6 Así, por ejemplo, durante los años de predominio del fujimorismo (1992–2000), hubo un sector de líderes y pastores de las iglesias evangélicas que apoyaron notoriamente las acciones antidemocráticas del régimen (López 2004).

7 La afirmación de que los evangélicos han sido llamados para ser “cabeza y no cola” en la gestión pública, basada en una extraña exégesis de Deuteronomio 28.13, está conectada con la teología política norteamericana conocida como reconstruccionismo, una corriente que emergió en los Estados Unidos en la década del ochenta. De acuerdo con Paul Freston el reconstruccionismo: «[...] reemplaza el pesimismo premilenialista respecto al mundo con un postmilenialismo optimista.

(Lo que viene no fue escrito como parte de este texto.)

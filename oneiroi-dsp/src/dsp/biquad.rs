//! Cascaded second-order sections, transposed direct form II.
//!
//! Coefficients are stored five per stage as `{b0, b1, b2, a1, a2}`, with the
//! feedback terms already negated so the recurrence only adds:
//!
//! ```text
//! out = b0·in + d1
//! d1  = b1·in + a1·out + d2
//! d2  = b2·in + a2·out
//! ```
//!
//! The design functions fill stage 0; filters then replicate stage 0 into
//! every other stage, so an N-stage cascade is N identical sections.
//!
//! A [`MultiBiquadFilter`] keeps one coefficient table and one state record
//! per channel. Retuning it retunes every channel at once while each channel
//! keeps its own filter memory.

use core::f32::consts::{PI, SQRT_2};

use libm::{fabsf, powf, sqrtf, tanf};

use crate::arena::Arena;
use crate::buffer::SampleBuffer;
use crate::error::Result;

pub const COEFFICIENTS_PER_STAGE: usize = 5;
pub const STATE_PER_STAGE: usize = 2;

/// 1/√3
pub const BESSEL_Q: f32 = 0.57735026919;
/// 1/2
pub const SALLEN_KEY_Q: f32 = 0.5;
/// 1/√2
pub const BUTTERWORTH_Q: f32 = 0.70710678118;

// Design formulas. `omega` is the normalised angular cutoff 2π·fc/fs. Callers
// keep 0 < omega < π and q > 0.

pub fn set_low_pass(c: &mut [f32], omega: f32, q: f32) {
    let k = tanf(omega * 0.5);
    let norm = 1.0 / (1.0 + k / q + k * k);
    c[0] = k * k * norm;
    c[1] = 2.0 * c[0];
    c[2] = c[0];
    c[3] = -2.0 * (k * k - 1.0) * norm;
    c[4] = -(1.0 - k / q + k * k) * norm;
}

pub fn set_high_pass(c: &mut [f32], omega: f32, q: f32) {
    let k = tanf(omega * 0.5);
    let norm = 1.0 / (1.0 + k / q + k * k);
    c[0] = norm;
    c[1] = -2.0 * c[0];
    c[2] = c[0];
    c[3] = -2.0 * (k * k - 1.0) * norm;
    c[4] = -(1.0 - k / q + k * k) * norm;
}

pub fn set_band_pass(c: &mut [f32], omega: f32, q: f32) {
    let k = tanf(omega * 0.5);
    let norm = 1.0 / (1.0 + k / q + k * k);
    c[0] = k / q * norm;
    c[1] = 0.0;
    c[2] = -c[0];
    c[3] = -2.0 * (k * k - 1.0) * norm;
    c[4] = -(1.0 - k / q + k * k) * norm;
}

pub fn set_all_pass(c: &mut [f32], omega: f32, q: f32) {
    let k = tanf(omega * 0.5);
    let norm = 1.0 / (1.0 + k / q + k * k);
    c[0] = (1.0 - k / q + k * k) * norm;
    c[1] = 2.0 * (k * k - 1.0) * norm;
    c[2] = 1.0;
    c[3] = -c[1];
    c[4] = -c[0];
}

pub fn set_notch(c: &mut [f32], omega: f32, q: f32) {
    let k = tanf(omega * 0.5);
    let norm = 1.0 / (1.0 + k / q + k * k);
    c[0] = (1.0 + k * k) * norm;
    c[1] = 2.0 * (k * k - 1.0) * norm;
    c[2] = c[0];
    c[3] = -c[1];
    c[4] = -(1.0 - k / q + k * k) * norm;
}

/// Peaking filter; `gain` in dB. Boost and cut use mirrored formulas.
pub fn set_peak(c: &mut [f32], omega: f32, q: f32, gain: f32) {
    let k = tanf(omega * 0.5);
    let v = powf(10.0, fabsf(gain) / 20.0);
    if gain >= 0.0 {
        let norm = 1.0 / (1.0 + k / q + k * k);
        c[0] = (1.0 + v / q * k + k * k) * norm;
        c[1] = 2.0 * (k * k - 1.0) * norm;
        c[2] = (1.0 - v / q * k + k * k) * norm;
        c[3] = -c[1];
        c[4] = -(1.0 - k / q + k * k) * norm;
    } else {
        let norm = 1.0 / (1.0 + v / q * k + k * k);
        c[0] = (1.0 + k / q + k * k) * norm;
        c[1] = 2.0 * (k * k - 1.0) * norm;
        c[2] = (1.0 - k / q + k * k) * norm;
        c[3] = -c[1];
        c[4] = -(1.0 - v / q * k + k * k) * norm;
    }
}

/// Low shelf; `gain` in dB.
pub fn set_low_shelf(c: &mut [f32], omega: f32, gain: f32) {
    let k = tanf(omega * 0.5);
    let v = powf(10.0, fabsf(gain) / 20.0);
    let sv = sqrtf(2.0 * v);
    if gain >= 0.0 {
        let norm = 1.0 / (1.0 + SQRT_2 * k + k * k);
        c[0] = (1.0 + sv * k + v * k * k) * norm;
        c[1] = 2.0 * (v * k * k - 1.0) * norm;
        c[2] = (1.0 - sv * k + v * k * k) * norm;
        c[3] = -2.0 * (k * k - 1.0) * norm;
        c[4] = -(1.0 - SQRT_2 * k + k * k) * norm;
    } else {
        let norm = 1.0 / (1.0 + sv * k + v * k * k);
        c[0] = (1.0 + SQRT_2 * k + k * k) * norm;
        c[1] = 2.0 * (k * k - 1.0) * norm;
        c[2] = (1.0 - SQRT_2 * k + k * k) * norm;
        c[3] = -2.0 * (v * k * k - 1.0) * norm;
        c[4] = -(1.0 - sv * k + v * k * k) * norm;
    }
}

/// High shelf; `gain` in dB.
pub fn set_high_shelf(c: &mut [f32], omega: f32, gain: f32) {
    let k = tanf(omega * 0.5);
    let v = powf(10.0, fabsf(gain) / 20.0);
    let sv = sqrtf(2.0 * v);
    if gain >= 0.0 {
        let norm = 1.0 / (1.0 + SQRT_2 * k + k * k);
        c[0] = (v + sv * k + k * k) * norm;
        c[1] = 2.0 * (k * k - v) * norm;
        c[2] = (v - sv * k + k * k) * norm;
        c[3] = -2.0 * (k * k - 1.0) * norm;
        c[4] = -(1.0 - SQRT_2 * k + k * k) * norm;
    } else {
        let norm = 1.0 / (v + sv * k + k * k);
        c[0] = (1.0 + SQRT_2 * k + k * k) * norm;
        c[1] = 2.0 * (k * k - 1.0) * norm;
        c[2] = (1.0 - SQRT_2 * k + k * k) * norm;
        c[3] = -2.0 * (k * k - v) * norm;
        c[4] = -(v - sv * k + k * k) * norm;
    }
}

El destino de los cristianos es gobernar las naciones mediante la mixtura de una economía neoliberal extrema y las leyes teocráticas del Antiguo Testamento» (Freston 2001:270).

8 Así, se presenta en el contexto peruano, por ejemplo, un grupo de líderes de las iglesias evangélicas y las iglesias carismáticas que en la coyuntura electoral del 2001 formaron el Movimiento de Restauración Nacional (mrn) y que actualmente se denomina Restauración Nacional (rn). Una agrupación política que se presenta a sí misma como el primer partido de “inspiración” evangélica que solicitó formalmente su inscripción ante el Jurado Nacional de Elecciones y que tiene como sus principales voceros a destacados personajes del ambiente carismático como el pastor Humberto Lay Sun (Mendoza 2004:11; Sánchez 2004:8). Aunque su presidente Humberto Lay Sun, aseguraba que Restauración Nacional no representaba a la iglesia evangélica, sino a un grupo de ciudadanos cristianos, en sus declaraciones públicas, hablaba en nombre de toda la comunidad evangélica (Sánchez 2004:8).